CHEVY GUYS GET CAUGHT CHEATING AT INDY
Geoff Turk
There has obviously been much discussion, and many things / comments written about what transpired at Indy, the wrong or right, or ‘grey’ of it.
There has also been dialogue about the real potential impact on performance these things that were done, may or may not have had across brands, competitors.
The screen shot of the table below compares performance of entrees from the race before (Brainerd) to Indy.
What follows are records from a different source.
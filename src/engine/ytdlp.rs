//! yt-dlp driven as a child process

use super::{EngineJob, RetrievalEngine};
use crate::core::progress::{ProgressSink, ProgressSnapshot, ProgressStatus};
use crate::error::VgetError;
use async_trait::async_trait;
use serde::Deserialize;
use std::path::PathBuf;
use std::process::Stdio;
use tokio::io::{AsyncBufRead, AsyncBufReadExt, BufReader};
use tokio::process::Command;
use tracing::{debug, info, warn};

/// Prefix yt-dlp puts in front of each progress record
const PROGRESS_MARKER: &str = "vget-progress:";

/// Default executable name, looked up on PATH
pub const DEFAULT_YTDLP: &str = "yt-dlp";

/// Progress dict as printed by `%(progress)j`
#[derive(Debug, Deserialize)]
struct RawProgress {
    status: ProgressStatus,
    #[serde(default)]
    downloaded_bytes: Option<f64>,
    #[serde(default)]
    total_bytes: Option<f64>,
    #[serde(default)]
    total_bytes_estimate: Option<f64>,
    #[serde(default)]
    speed: Option<f64>,
    #[serde(default)]
    eta: Option<f64>,
}

impl From<RawProgress> for ProgressSnapshot {
    fn from(raw: RawProgress) -> Self {
        let total = raw
            .total_bytes
            .or(raw.total_bytes_estimate)
            .filter(|t| *t > 0.0);
        Self {
            status: raw.status,
            downloaded_bytes: raw.downloaded_bytes.unwrap_or(0.0).max(0.0) as u64,
            total_bytes: total.map(|t| t as u64),
            speed: raw.speed,
            eta: raw.eta.filter(|e| *e >= 0.0).map(|e| e as u64),
        }
    }
}

/// Parse a progress line, `None` for any other output
pub fn parse_progress_line(line: &str) -> Option<ProgressSnapshot> {
    let payload = line.trim().strip_prefix(PROGRESS_MARKER)?;
    match serde_json::from_str::<RawProgress>(payload) {
        Ok(raw) => Some(raw.into()),
        Err(e) => {
            debug!("Unparseable progress record: {}", e);
            None
        }
    }
}

/// Build the message reported when yt-dlp exits unsuccessfully
fn failure_message(stderr: &[String], status: std::process::ExitStatus) -> String {
    let errors: Vec<&str> = stderr
        .iter()
        .filter_map(|line| line.strip_prefix("ERROR:"))
        .map(str::trim)
        .collect();
    if !errors.is_empty() {
        return errors.join("\n");
    }
    stderr
        .iter()
        .rev()
        .find(|line| !line.trim().is_empty())
        .map(|line| line.trim().to_string())
        .unwrap_or_else(|| format!("yt-dlp exited with {}", status))
}

/// Engine backed by the yt-dlp command line tool
#[derive(Debug, Clone)]
pub struct YtDlpEngine {
    program: PathBuf,
}

impl Default for YtDlpEngine {
    fn default() -> Self {
        Self::new(DEFAULT_YTDLP)
    }
}

impl YtDlpEngine {
    pub fn new(program: impl Into<PathBuf>) -> Self {
        Self {
            program: program.into(),
        }
    }

    /// Command line arguments for one job
    pub fn args(job: &EngineJob) -> Vec<String> {
        vec![
            "-f".to_string(),
            job.format_selector.clone(),
            "-o".to_string(),
            job.output_template.clone(),
            "--no-playlist".to_string(),
            "--newline".to_string(),
            "--quiet".to_string(),
            "--progress".to_string(),
            "--progress-template".to_string(),
            format!("download:{}%(progress)j", PROGRESS_MARKER),
            "--".to_string(),
            job.url.clone(),
        ]
    }
}

/// Forward progress records to the sink, returning every other line
async fn pump<R>(reader: R, progress: &dyn ProgressSink, stream: &str) -> Vec<String>
where
    R: AsyncBufRead + Unpin,
{
    let mut lines = reader.lines();
    let mut rest = Vec::new();
    loop {
        match lines.next_line().await {
            Ok(Some(line)) => match parse_progress_line(&line) {
                Some(snapshot) => progress.on_progress(&snapshot),
                None => {
                    debug!("yt-dlp {}: {}", stream, line);
                    rest.push(line);
                }
            },
            Ok(None) => break,
            Err(e) => {
                warn!("Failed to read yt-dlp {}: {}", stream, e);
                break;
            }
        }
    }
    rest
}

#[async_trait]
impl RetrievalEngine for YtDlpEngine {
    async fn fetch(&self, job: &EngineJob, progress: &dyn ProgressSink) -> Result<(), VgetError> {
        let args = Self::args(job);
        info!("Spawning {} for {}", self.program.display(), job.url);
        debug!("yt-dlp args: {:?}", args);

        let mut child = Command::new(&self.program)
            .args(&args)
            .stdin(Stdio::null())
            .stdout(Stdio::piped())
            .stderr(Stdio::piped())
            .kill_on_drop(true)
            .spawn()
            .map_err(|e| {
                VgetError::Engine(format!(
                    "could not start '{}': {}",
                    self.program.display(),
                    e
                ))
            })?;

        let stdout = child
            .stdout
            .take()
            .ok_or_else(|| VgetError::Engine("yt-dlp stdout not captured".to_string()))?;
        let stderr = child
            .stderr
            .take()
            .ok_or_else(|| VgetError::Engine("yt-dlp stderr not captured".to_string()))?;

        let (_, stderr_lines) = tokio::join!(
            pump(BufReader::new(stdout), progress, "stdout"),
            pump(BufReader::new(stderr), progress, "stderr"),
        );

        let status = child
            .wait()
            .await
            .map_err(|e| VgetError::Engine(format!("yt-dlp did not finish: {}", e)))?;
        info!("yt-dlp exited with {}", status);
        if status.success() {
            Ok(())
        } else {
            Err(VgetError::Engine(failure_message(&stderr_lines, status)))
        }
    }
}

#[cfg(test)]
mod tests {
    use super::*;
    use std::sync::Mutex;

    fn job() -> EngineJob {
        EngineJob {
            url: "https://youtu.be/abc".to_string(),
            format_selector: "best".to_string(),
            output_template: "/tmp/%(title)s.%(ext)s".to_string(),
        }
    }

    #[test]
    fn test_args() {
        let args = YtDlpEngine::args(&job());
        assert_eq!(&args[..4], ["-f", "best", "-o", "/tmp/%(title)s.%(ext)s"]);
        assert!(args.contains(&"--newline".to_string()));
        assert!(args.contains(&"download:vget-progress:%(progress)j".to_string()));
        assert_eq!(args.last().map(String::as_str), Some("https://youtu.be/abc"));
        assert_eq!(args[args.len() - 2], "--");
    }

    #[test]
    fn test_parse_downloading_line() {
        let line = r#"vget-progress:{"status": "downloading", "downloaded_bytes": 512, "total_bytes": 1024, "speed": 2048.5, "eta": 3.7}"#;
        let snapshot = parse_progress_line(line).unwrap();
        assert_eq!(snapshot.status, ProgressStatus::Downloading);
        assert_eq!(snapshot.downloaded_bytes, 512);
        assert_eq!(snapshot.total_bytes, Some(1024));
        assert_eq!(snapshot.speed, Some(2048.5));
        assert_eq!(snapshot.eta, Some(3));
        assert_eq!(snapshot.percent(), Some(50));
    }

    #[test]
    fn test_parse_uses_estimate_and_nulls() {
        let line = r#"vget-progress:{"status": "downloading", "downloaded_bytes": 10.0, "total_bytes": null, "total_bytes_estimate": 40.0, "speed": null, "eta": null, "filename": "x.mp4"}"#;
        let snapshot = parse_progress_line(line).unwrap();
        assert_eq!(snapshot.total_bytes, Some(40));
        assert_eq!(snapshot.speed, None);
        assert_eq!(snapshot.eta, None);
    }

    #[test]
    fn test_parse_finished_and_unknown_status() {
        let finished = parse_progress_line(r#"vget-progress:{"status": "finished"}"#).unwrap();
        assert_eq!(finished.status, ProgressStatus::Finished);
        let other = parse_progress_line(r#"vget-progress:{"status": "error"}"#).unwrap();
        assert_eq!(other.status, ProgressStatus::Other);
    }

    #[test]
    fn test_parse_ignores_other_output() {
        assert!(parse_progress_line("[youtube] abc: Downloading webpage").is_none());
        assert!(parse_progress_line("vget-progress:{broken").is_none());
        assert!(parse_progress_line("").is_none());
    }

    #[cfg(unix)]
    fn exit_status(code: i32) -> std::process::ExitStatus {
        use std::os::unix::process::ExitStatusExt;
        std::process::ExitStatus::from_raw(code << 8)
    }

    #[cfg(unix)]
    #[test]
    fn test_failure_message_prefers_error_lines() {
        let stderr = vec![
            "WARNING: something".to_string(),
            "ERROR: Postprocessing: ffprobe and ffmpeg not found".to_string(),
            "trailing".to_string(),
        ];
        assert_eq!(
            failure_message(&stderr, exit_status(1)),
            "Postprocessing: ffprobe and ffmpeg not found"
        );
    }

    #[cfg(unix)]
    #[test]
    fn test_failure_message_fallbacks() {
        let stderr = vec!["first".to_string(), "last".to_string(), "  ".to_string()];
        assert_eq!(failure_message(&stderr, exit_status(1)), "last");
        assert!(failure_message(&[], exit_status(2)).starts_with("yt-dlp exited with"));
    }

    #[tokio::test]
    async fn test_pump_splits_progress_from_output() {
        let input: &[u8] = b"[info] hello\nvget-progress:{\"status\": \"finished\"}\nERROR: nope\n";
        let seen = Mutex::new(Vec::new());
        let sink = |s: &ProgressSnapshot| seen.lock().unwrap().push(s.status);
        let rest = pump(BufReader::new(input), &sink, "stderr").await;
        assert_eq!(rest, vec!["[info] hello".to_string(), "ERROR: nope".to_string()]);
        assert_eq!(*seen.lock().unwrap(), vec![ProgressStatus::Finished]);
    }

    #[tokio::test]
    async fn test_missing_binary_is_engine_error() {
        let engine = YtDlpEngine::new("/definitely/not/a/real/yt-dlp");
        let sink = |_: &ProgressSnapshot| {};
        let err = engine.fetch(&job(), &sink).await.unwrap_err();
        match err {
            VgetError::Engine(msg) => assert!(msg.contains("could not start")),
            other => panic!("unexpected error: {:?}", other),
        }
    }
}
It uses the best ET from each entree in each event for comparison (this eliminates, a one or two run difference comparing just qualifying, just a run).
Of course environmental conditions varied, run to run, across events but in general, considering all runs, the environment was comparable when looking at the events.
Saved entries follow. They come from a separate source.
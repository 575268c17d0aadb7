//! URL normalization for user-supplied input

use std::path::Path;

/// Host prefixes accepted without a scheme
const BARE_PREFIXES: &[&str] = &["www.", "youtube.com", "m.youtube.com", "youtu.be"];

/// Validate and canonicalize a raw URL.
///
/// Returns `None` for empty input, for anything that exists on the local
/// filesystem, and for strings that are neither http(s) URLs nor a known
/// bare host.
pub fn normalize_url(raw: &str) -> Option<String> {
    let url = raw.trim();
    if url.is_empty() || Path::new(url).exists() {
        return None;
    }

    let lower = url.to_lowercase();
    if lower.starts_with("http://") || lower.starts_with("https://") {
        return Some(url.to_string());
    }
    if BARE_PREFIXES.iter().any(|prefix| lower.starts_with(prefix)) {
        return Some(format!("https://{}", url));
    }
    None
}
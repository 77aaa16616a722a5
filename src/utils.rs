//! Helpers shared by the MCP and HTTP tool surfaces.

use serde::de::DeserializeOwned;
use serde_json::{from_value, Value};

use crate::mcp::protocol::{error_codes, Response};

/// Helper function to extract a required argument from a JSON object
pub fn get_required_arg<T: DeserializeOwned>(
    args: &Value,
    key: &str,
    req_id: &Value,
) -> Result<T, Response> {
    from_value(args.get(key).cloned().unwrap_or(Value::Null)).map_err(|_| {
        Response::error(
            req_id.clone(),
            error_codes::INVALID_PARAMS,
            format!("Missing or invalid required argument: '{}'", key),
        )
    })
}

/// Non-empty string argument, or `None` when absent or blank.
pub fn get_optional_str(args: &Value, key: &str) -> Option<String> {
    args.get(key)
        .and_then(Value::as_str)
        .map(str::trim)
        .filter(|s| !s.is_empty())
        .map(str::to_string)
}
The notes column depicts known changes in rules and in the one case, where I have deeper knowledge, changes in the car beyond rule changes (Nash).
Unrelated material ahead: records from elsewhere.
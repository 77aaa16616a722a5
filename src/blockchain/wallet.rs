//! Funding wallet collaborator.
//!
//! The pipeline only needs "submit this call from a funded account and tell me
//! the transaction hash". `WalletClient` is that seam; `AccountWalletClient`
//! backs it with a single-owner Starknet account talking to a JSON-RPC node.

use anyhow::{anyhow, Context, Result};
use async_trait::async_trait;
use starknet::{
    accounts::{Account, ExecutionEncoding, SingleOwnerAccount},
    core::{
        types::{Call, Felt},
        utils::get_selector_from_name,
    },
    providers::{
        jsonrpc::{HttpTransport, JsonRpcClient},
        Provider,
    },
    signers::{LocalWallet, SigningKey},
};
use tracing::info;
use url::Url;

use crate::blockchain::models::{to_hex, TransactionIntent, TransactionResult};

#[async_trait]
pub trait WalletClient: Send + Sync {
    /// Address of the account that pays; keys the single-writer lock.
    fn address(&self) -> String;

    /// Signs and submits the intent, returning once the node accepted it.
    async fn execute(&self, intent: TransactionIntent) -> Result<TransactionResult>;
}

/// Operator account used to fund new accounts.
pub struct AccountWalletClient {
    account: SingleOwnerAccount<JsonRpcClient<HttpTransport>, LocalWallet>,
    address: Felt,
}

impl AccountWalletClient {
    /// Builds the account, asking the node for its chain id.
    pub async fn connect(rpc_url: &Url, address: Felt, private_key: Felt) -> Result<Self> {
        let provider = JsonRpcClient::new(HttpTransport::new(rpc_url.clone()));
        let chain_id = provider
            .chain_id()
            .await
            .context("Failed to fetch chain id from Starknet RPC")?;

        let signer = LocalWallet::from(SigningKey::from_secret_scalar(private_key));
        let account =
            SingleOwnerAccount::new(provider, signer, address, chain_id, ExecutionEncoding::New);

        info!("Funding wallet {} connected (chain {})", to_hex(&address), to_hex(&chain_id));
        Ok(Self { account, address })
    }
}

#[async_trait]
impl WalletClient for AccountWalletClient {
    fn address(&self) -> String {
        to_hex(&self.address)
    }

    async fn execute(&self, intent: TransactionIntent) -> Result<TransactionResult> {
        let selector = get_selector_from_name(&intent.entrypoint)
            .map_err(|e| anyhow!("Invalid entrypoint '{}': {}", intent.entrypoint, e))?;

        let result = self
            .account
            .execute_v3(vec![Call {
                to: intent.contract_address,
                selector,
                calldata: intent.calldata,
            }])
            .send()
            .await
            .map_err(|e| anyhow!("{}", e))?;

        Ok(TransactionResult {
            transaction_hash: result.transaction_hash,
        })
    }
}
// src/provisioning/mod.rs

//! Account provisioning pipeline: state machine, failure taxonomy, result
//! surface and the orchestrator tying the blockchain services together.

pub mod error;
pub mod orchestrator;
pub mod result;
pub mod state;

pub use error::{ProvisioningError, Stage};
pub use orchestrator::{ProvisioningOrchestrator, SuppliedCredentials};
pub use result::{Credentials, ProvisioningReport, ProvisioningResult};
pub use state::{Outcome, ProvisioningState, StateMachine};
The Chevies are grouped by my knowledge (which might be wrong) of who there engjne builders are.
My conclusion, which not everyone sees the same, is it appears without the blower speed up methods employed, moving to legal, most Chevies lost two to three tenths.
As this conclusion has been challenged, and my view has been published, I wanted to publish the basis of that view.
It appears NHRA largely agrees with this analysis and granted the Chevies a blower overdrive increase in the rules of 27% more, a record increase in one change (in comparison the Dodges were granted a 7% increase prior to Indy).
These are all facts.
The same analysis in FX is difficult and I believe less telling as those entrants still have a lot of variation in them run to run, event to event, as they are all still making forward, backward strides, struggling with launching them (in our case at Indy, some of that but mostly a worn out engine we had no real time to freshen given the priority we gave to building a new, better engine with fresh blower rotors for Nash.